# Task instructions:
Check the records below line by line. Give the count of lines with "handle", and nothing else.

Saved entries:

<<<<

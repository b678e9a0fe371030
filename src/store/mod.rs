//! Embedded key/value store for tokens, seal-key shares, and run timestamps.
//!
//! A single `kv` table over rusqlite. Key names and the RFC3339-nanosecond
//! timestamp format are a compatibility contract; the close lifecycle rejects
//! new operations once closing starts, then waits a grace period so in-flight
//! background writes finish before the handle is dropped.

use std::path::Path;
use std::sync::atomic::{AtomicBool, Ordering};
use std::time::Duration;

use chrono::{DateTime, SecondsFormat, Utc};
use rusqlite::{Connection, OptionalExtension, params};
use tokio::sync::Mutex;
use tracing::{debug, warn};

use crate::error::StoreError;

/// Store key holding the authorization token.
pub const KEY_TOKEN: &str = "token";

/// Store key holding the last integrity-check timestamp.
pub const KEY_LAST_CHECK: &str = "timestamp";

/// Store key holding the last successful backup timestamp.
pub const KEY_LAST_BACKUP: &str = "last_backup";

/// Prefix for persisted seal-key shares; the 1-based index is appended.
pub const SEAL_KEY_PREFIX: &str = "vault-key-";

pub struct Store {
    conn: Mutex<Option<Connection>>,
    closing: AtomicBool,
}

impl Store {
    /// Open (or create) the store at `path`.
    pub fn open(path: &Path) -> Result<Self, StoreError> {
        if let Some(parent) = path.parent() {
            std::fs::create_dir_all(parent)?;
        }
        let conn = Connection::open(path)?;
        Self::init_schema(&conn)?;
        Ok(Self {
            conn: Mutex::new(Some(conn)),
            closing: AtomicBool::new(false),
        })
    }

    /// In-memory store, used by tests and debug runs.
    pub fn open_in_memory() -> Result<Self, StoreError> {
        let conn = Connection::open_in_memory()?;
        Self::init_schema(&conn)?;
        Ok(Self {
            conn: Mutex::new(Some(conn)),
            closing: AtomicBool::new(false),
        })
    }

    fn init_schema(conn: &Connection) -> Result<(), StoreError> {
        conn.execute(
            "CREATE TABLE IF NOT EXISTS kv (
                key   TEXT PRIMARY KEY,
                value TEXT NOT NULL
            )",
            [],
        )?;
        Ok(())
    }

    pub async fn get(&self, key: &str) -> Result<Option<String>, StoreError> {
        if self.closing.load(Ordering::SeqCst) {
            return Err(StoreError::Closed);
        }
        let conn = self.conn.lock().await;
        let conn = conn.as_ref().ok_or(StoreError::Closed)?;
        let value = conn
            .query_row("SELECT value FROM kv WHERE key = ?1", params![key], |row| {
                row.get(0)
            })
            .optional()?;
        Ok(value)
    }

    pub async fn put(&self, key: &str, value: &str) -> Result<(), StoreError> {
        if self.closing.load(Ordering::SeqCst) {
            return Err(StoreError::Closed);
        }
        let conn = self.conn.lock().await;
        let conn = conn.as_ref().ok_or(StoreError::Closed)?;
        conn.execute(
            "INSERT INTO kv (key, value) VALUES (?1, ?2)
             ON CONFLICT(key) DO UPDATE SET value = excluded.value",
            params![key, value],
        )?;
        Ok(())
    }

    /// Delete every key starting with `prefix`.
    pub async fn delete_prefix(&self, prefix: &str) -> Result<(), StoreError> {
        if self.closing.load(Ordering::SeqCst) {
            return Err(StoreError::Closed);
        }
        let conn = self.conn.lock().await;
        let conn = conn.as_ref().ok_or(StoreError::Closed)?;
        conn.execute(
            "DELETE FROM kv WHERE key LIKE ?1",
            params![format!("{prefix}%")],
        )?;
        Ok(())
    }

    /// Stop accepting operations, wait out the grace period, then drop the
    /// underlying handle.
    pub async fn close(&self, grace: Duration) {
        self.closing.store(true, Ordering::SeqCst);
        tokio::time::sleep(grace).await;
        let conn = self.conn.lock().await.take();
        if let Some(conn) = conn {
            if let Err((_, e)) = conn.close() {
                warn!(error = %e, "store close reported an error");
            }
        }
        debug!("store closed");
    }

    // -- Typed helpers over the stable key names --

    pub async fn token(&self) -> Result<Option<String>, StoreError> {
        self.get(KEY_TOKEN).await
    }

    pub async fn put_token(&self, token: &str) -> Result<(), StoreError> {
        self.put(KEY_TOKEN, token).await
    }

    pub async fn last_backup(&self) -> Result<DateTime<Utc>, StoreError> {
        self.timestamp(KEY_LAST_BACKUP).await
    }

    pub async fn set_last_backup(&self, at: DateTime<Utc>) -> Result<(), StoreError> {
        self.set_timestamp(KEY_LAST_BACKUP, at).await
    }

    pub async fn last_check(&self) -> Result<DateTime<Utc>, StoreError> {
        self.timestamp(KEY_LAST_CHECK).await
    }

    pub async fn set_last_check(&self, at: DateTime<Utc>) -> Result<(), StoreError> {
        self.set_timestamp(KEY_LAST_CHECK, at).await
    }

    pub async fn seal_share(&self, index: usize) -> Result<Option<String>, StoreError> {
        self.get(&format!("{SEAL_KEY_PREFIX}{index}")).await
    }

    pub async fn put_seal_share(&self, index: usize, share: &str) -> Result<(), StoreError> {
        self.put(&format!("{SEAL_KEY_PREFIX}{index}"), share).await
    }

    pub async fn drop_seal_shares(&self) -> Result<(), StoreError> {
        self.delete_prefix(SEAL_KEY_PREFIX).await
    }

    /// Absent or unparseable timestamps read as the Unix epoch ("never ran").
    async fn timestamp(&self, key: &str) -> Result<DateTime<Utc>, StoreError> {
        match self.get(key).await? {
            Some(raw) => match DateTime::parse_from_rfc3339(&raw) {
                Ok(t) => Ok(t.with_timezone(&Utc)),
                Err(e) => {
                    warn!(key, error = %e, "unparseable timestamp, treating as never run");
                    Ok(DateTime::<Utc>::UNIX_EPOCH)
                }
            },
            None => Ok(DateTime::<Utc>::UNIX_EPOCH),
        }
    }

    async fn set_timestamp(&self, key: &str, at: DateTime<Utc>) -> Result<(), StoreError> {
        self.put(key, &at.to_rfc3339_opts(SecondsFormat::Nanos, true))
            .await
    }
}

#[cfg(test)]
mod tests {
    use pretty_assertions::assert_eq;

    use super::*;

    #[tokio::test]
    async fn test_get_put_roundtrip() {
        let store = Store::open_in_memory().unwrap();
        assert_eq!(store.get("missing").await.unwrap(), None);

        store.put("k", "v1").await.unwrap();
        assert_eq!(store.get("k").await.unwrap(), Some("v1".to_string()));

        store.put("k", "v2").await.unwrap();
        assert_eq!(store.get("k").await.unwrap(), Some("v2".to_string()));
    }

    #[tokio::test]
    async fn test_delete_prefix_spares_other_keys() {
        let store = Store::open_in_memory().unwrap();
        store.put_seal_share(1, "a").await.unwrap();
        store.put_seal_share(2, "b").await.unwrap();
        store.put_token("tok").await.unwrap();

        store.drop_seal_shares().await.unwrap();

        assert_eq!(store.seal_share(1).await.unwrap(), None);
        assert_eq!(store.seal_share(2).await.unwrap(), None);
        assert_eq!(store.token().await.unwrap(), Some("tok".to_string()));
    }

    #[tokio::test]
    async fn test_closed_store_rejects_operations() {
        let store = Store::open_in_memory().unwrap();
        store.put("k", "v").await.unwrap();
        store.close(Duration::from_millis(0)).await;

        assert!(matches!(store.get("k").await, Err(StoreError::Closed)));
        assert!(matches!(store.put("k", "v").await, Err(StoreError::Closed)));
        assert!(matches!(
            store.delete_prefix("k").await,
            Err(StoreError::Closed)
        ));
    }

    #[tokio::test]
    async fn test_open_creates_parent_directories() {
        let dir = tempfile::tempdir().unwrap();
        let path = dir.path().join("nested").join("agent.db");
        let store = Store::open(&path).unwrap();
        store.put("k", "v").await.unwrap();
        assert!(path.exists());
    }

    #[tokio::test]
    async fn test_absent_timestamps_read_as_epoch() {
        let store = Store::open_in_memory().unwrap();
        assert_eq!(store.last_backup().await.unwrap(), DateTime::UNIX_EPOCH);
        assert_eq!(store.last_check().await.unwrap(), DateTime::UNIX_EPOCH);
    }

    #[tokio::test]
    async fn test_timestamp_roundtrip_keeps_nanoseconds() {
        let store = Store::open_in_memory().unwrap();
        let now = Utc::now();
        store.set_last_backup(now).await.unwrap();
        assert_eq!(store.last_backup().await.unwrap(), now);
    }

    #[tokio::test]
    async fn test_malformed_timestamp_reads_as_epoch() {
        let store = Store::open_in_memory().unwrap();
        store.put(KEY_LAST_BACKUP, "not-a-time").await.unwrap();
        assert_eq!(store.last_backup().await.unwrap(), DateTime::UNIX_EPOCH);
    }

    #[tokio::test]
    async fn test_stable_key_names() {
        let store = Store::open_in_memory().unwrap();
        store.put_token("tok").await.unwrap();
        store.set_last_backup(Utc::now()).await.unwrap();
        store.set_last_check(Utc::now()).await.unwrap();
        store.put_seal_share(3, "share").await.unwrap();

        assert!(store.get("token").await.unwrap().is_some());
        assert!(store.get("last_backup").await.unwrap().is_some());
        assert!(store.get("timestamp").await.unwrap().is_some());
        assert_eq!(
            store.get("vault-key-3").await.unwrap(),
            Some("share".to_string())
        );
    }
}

>>>>

# Solution to this problem:
2